The facts before us are more analogous to those of Troxel v. Otto (1972) 153 Ind.App. 437, 287 N.E.2d 791, than to Frankfort v. Owens (1976) 171 Ind.App. 566, 358 N.E.2d 184. In Frankfort, the comments by counsel were wholly unrelated to the issues in litigation and were an obvious attempt to inject a degree of levity at the expense of opposing counsel. This court held that the remarks, *273"although unfortunate, do not require a reversal of this cause." 358 N.E.2d at 188. Although the court stated as a reason for the holding that plaintiff had failed to move for mistrial or to admonish the jury, it is extremely unlikely that such objection or motion, if overruled, would have resulted in reversal given the nature of the comments made by counsel and the extreme unlikelihood of any impact upon the jury. On the other hand, in Troxel, supra, the repeated references were to the inadmissible and clearly prejudicial fact that defendant's subsequent death in a similar occurrence was "one more instance of her not looking." 287 N.E.2d at 792.
Here, as in Troxel, the reference to the letter was not a mere inadvertence. Given the posture of our case, in light of the evidence, it is extremely probable, as in Troxel, "that the impropriety of counsel here influenced the jury's verdict". 287 N.E.2d at 794. That prejudicial impact was visited not only upon the decision to award punitive damages, but, I believe, upon the determination to award compensatory damages for fraud. If, therefore, I am in error as to whether plaintiff was entitled to have the jury determine the issue of fraud, the determination should not be tainted by the inappropriate and prejudicial remarks of trial counsel. In that alternative scenario, the matter of common law fraud and compensatory damages should be retried.
It is my view, however, that the judgment of the trial court should be reversed in all things and that judgment should be entered for defendant.

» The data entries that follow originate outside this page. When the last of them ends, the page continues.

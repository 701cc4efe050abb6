use std::sync::Arc;

use axum::{
    extract::{Path, Query, State},
    http::StatusCode,
    routing::{get, put},
    Json, Router,
};
use serde::Deserialize;

use crate::db::{Goal, GoalFilter, GoalSort};
use crate::error::AppResult;
use crate::routes::auth::AuthUser;
use crate::routes::{page, parse_flag, parse_id};
use crate::services::goals::{GoalService, SaveGoal, UpdateGoal};
use crate::AppState;

pub fn router() -> Router<Arc<AppState>> {
    Router::new()
        .route("/", get(list_goals).post(save_goal))
        .route("/:id", put(update_goal).delete(archive_goal))
        .route("/:id/restore", put(restore_goal))
}

#[derive(Debug, Deserialize)]
pub struct ListGoalsQuery {
    pub completed: Option<String>,
    pub include_archived: Option<String>,
    pub sort_by: Option<String>,
    pub order: Option<String>,
    pub limit: Option<String>,
    pub offset: Option<String>,
}

/// Create a goal, or overwrite the user's goal of the same type.
async fn save_goal(
    State(state): State<Arc<AppState>>,
    AuthUser(user): AuthUser,
    Json(req): Json<SaveGoal>,
) -> AppResult<(StatusCode, Json<Goal>)> {
    let saved = GoalService::save(&state, &user.id, req).await?;
    let status = if saved.created {
        StatusCode::CREATED
    } else {
        StatusCode::OK
    };
    Ok((status, Json(saved.goal)))
}

async fn list_goals(
    State(state): State<Arc<AppState>>,
    AuthUser(user): AuthUser,
    Query(query): Query<ListGoalsQuery>,
) -> AppResult<Json<Vec<Goal>>> {
    let (limit, offset) = page(query.limit.as_deref(), query.offset.as_deref());
    let filter = GoalFilter {
        completed: parse_flag(query.completed.as_deref()),
        include_archived: parse_flag(query.include_archived.as_deref()).unwrap_or(false),
        sort: GoalSort::parse(query.sort_by.as_deref()),
        ascending: query
            .order
            .as_deref()
            .is_some_and(|o| o.eq_ignore_ascii_case("asc")),
        limit,
        offset,
    };

    Ok(Json(GoalService::list(&state, &user.id, &filter).await?))
}

async fn update_goal(
    State(state): State<Arc<AppState>>,
    AuthUser(user): AuthUser,
    Path(id): Path<String>,
    Json(req): Json<UpdateGoal>,
) -> AppResult<Json<Goal>> {
    let id = parse_id(&id, "goal")?;
    Ok(Json(GoalService::update(&state, &user.id, &id, req).await?))
}

async fn archive_goal(
    State(state): State<Arc<AppState>>,
    AuthUser(user): AuthUser,
    Path(id): Path<String>,
) -> AppResult<Json<serde_json::Value>> {
    let id = parse_id(&id, "goal")?;
    GoalService::archive(&state, &user.id, &id).await?;
    Ok(Json(serde_json::json!({ "message": "Goal archived successfully" })))
}

async fn restore_goal(
    State(state): State<Arc<AppState>>,
    AuthUser(user): AuthUser,
    Path(id): Path<String>,
) -> AppResult<Json<serde_json::Value>> {
    let id = parse_id(&id, "goal")?;
    GoalService::restore(&state, &user.id, &id).await?;
    Ok(Json(serde_json::json!({ "message": "Goal restored successfully" })))
}

#[cfg(test)]
mod tests {
    use crate::routes::testing::TestApp;
    use chrono::Duration;
    use http::StatusCode;
    use serde_json::{json, Value};

    fn goal(goal_type: &str, target: i64, progress: i64) -> Value {
        json!({
            "goal_type": goal_type,
            "target_value": target,
            "progress_value": progress,
            "time_frame": "daily"
        })
    }

    #[tokio::test]
    async fn completing_a_goal_over_http_alerts_once() {
        let app = TestApp::new().await;

        let (status, body) = app.call("POST", "/api/goals", Some(goal("Steps", 10, 0))).await;
        assert_eq!(status, StatusCode::CREATED);
        assert_eq!(body["goal_type"], "steps");
        let id = body["id"].as_str().unwrap().to_string();

        app.clock.advance(Duration::minutes(1));
        let (status, body) = app
            .call(
                "PUT",
                &format!("/api/goals/{}", id),
                Some(json!({"target_value": 10, "progress_value": 10, "time_frame": "daily"})),
            )
            .await;
        assert_eq!(status, StatusCode::OK);
        assert_eq!(body["is_completed"], true);

        // Saving the same type again updates in place.
        app.clock.advance(Duration::minutes(1));
        let (status, _) = app.call("POST", "/api/goals", Some(goal("steps", 10, 10))).await;
        assert_eq!(status, StatusCode::OK);

        let (_, inbox) = app.call("GET", "/api/notifications", None).await;
        let inbox = inbox.as_array().unwrap();
        assert_eq!(inbox.len(), 1);
        assert_eq!(inbox[0]["kind"], "goal_completed");
    }

    #[tokio::test]
    async fn list_filters_and_sorts() {
        let app = TestApp::new().await;
        app.call("POST", "/api/goals", Some(goal("water", 8, 2))).await;
        app.call("POST", "/api/goals", Some(goal("sleep", 8, 8))).await;
        app.call("POST", "/api/goals", Some(goal("reading", 30, 1))).await;

        let (_, body) = app
            .call("GET", "/api/goals?sort_by=goal_type&order=asc", None)
            .await;
        let names: Vec<_> = body
            .as_array()
            .unwrap()
            .iter()
            .map(|g| g["goal_type"].as_str().unwrap().to_string())
            .collect();
        assert_eq!(names, ["reading", "sleep", "water"]);

        let (_, body) = app.call("GET", "/api/goals?completed=true", None).await;
        assert_eq!(body.as_array().unwrap().len(), 1);

        let (_, body) = app.call("GET", "/api/goals?limit=abc&offset=-3", None).await;
        assert_eq!(body.as_array().unwrap().len(), 3);
    }

    #[tokio::test]
    async fn archive_and_restore_are_not_idempotent() {
        let app = TestApp::new().await;
        let (_, body) = app.call("POST", "/api/goals", Some(goal("water", 8, 2))).await;
        let uri = format!("/api/goals/{}", body["id"].as_str().unwrap());

        assert_eq!(app.call("DELETE", &uri, None).await.0, StatusCode::OK);
        assert_eq!(app.call("DELETE", &uri, None).await.0, StatusCode::NOT_FOUND);

        let (_, listed) = app.call("GET", "/api/goals", None).await;
        assert!(listed.as_array().unwrap().is_empty());

        let restore = format!("{}/restore", uri);
        assert_eq!(app.call("PUT", &restore, None).await.0, StatusCode::OK);
        assert_eq!(app.call("PUT", &restore, None).await.0, StatusCode::NOT_FOUND);
    }

    #[tokio::test]
    async fn bad_ids_and_bodies_are_client_errors() {
        let app = TestApp::new().await;

        let (status, body) = app
            .call(
                "PUT",
                "/api/goals/not-a-uuid",
                Some(json!({"target_value": 1, "time_frame": "daily"})),
            )
            .await;
        assert_eq!(status, StatusCode::BAD_REQUEST);
        assert_eq!(body["error"]["message"], "Invalid goal ID");

        let (status, _) = app.call("POST", "/api/goals", Some(goal("x", 10, 0))).await;
        assert_eq!(status, StatusCode::UNPROCESSABLE_ENTITY);

        let (status, _) = app.call("POST", "/api/goals", Some(goal("steps", 0, 0))).await;
        assert_eq!(status, StatusCode::UNPROCESSABLE_ENTITY);
    }
}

. Actual fraud may be found to exist if the representation is made with reckless ignorance. The malice required of a successful punitive damage claim is not necessary. Block v. Lake Mortgage Co. (1992) 3d Dist.Ind.App., 601 N.E.2d 449. Judge Chezem's dissent mistakenly suggests that reckless ignorance of falsity may suffice to establish constructive fraud, but to prove actual fraud, Block, supra, clearly states to the contrary. One might argue that it is inconsistent to state that intent to deceive is essential to establish actual fraud but that reckless ignorance as to falsity will suffice. On the other hand, it may be that proof of reckless ignorance will permit an inference of intent to deceive. 37 Am.Jur.2d Fraud and Deceit § 446 (1968 & Supp.1995). It is unnecessary for us to resolve that question, however.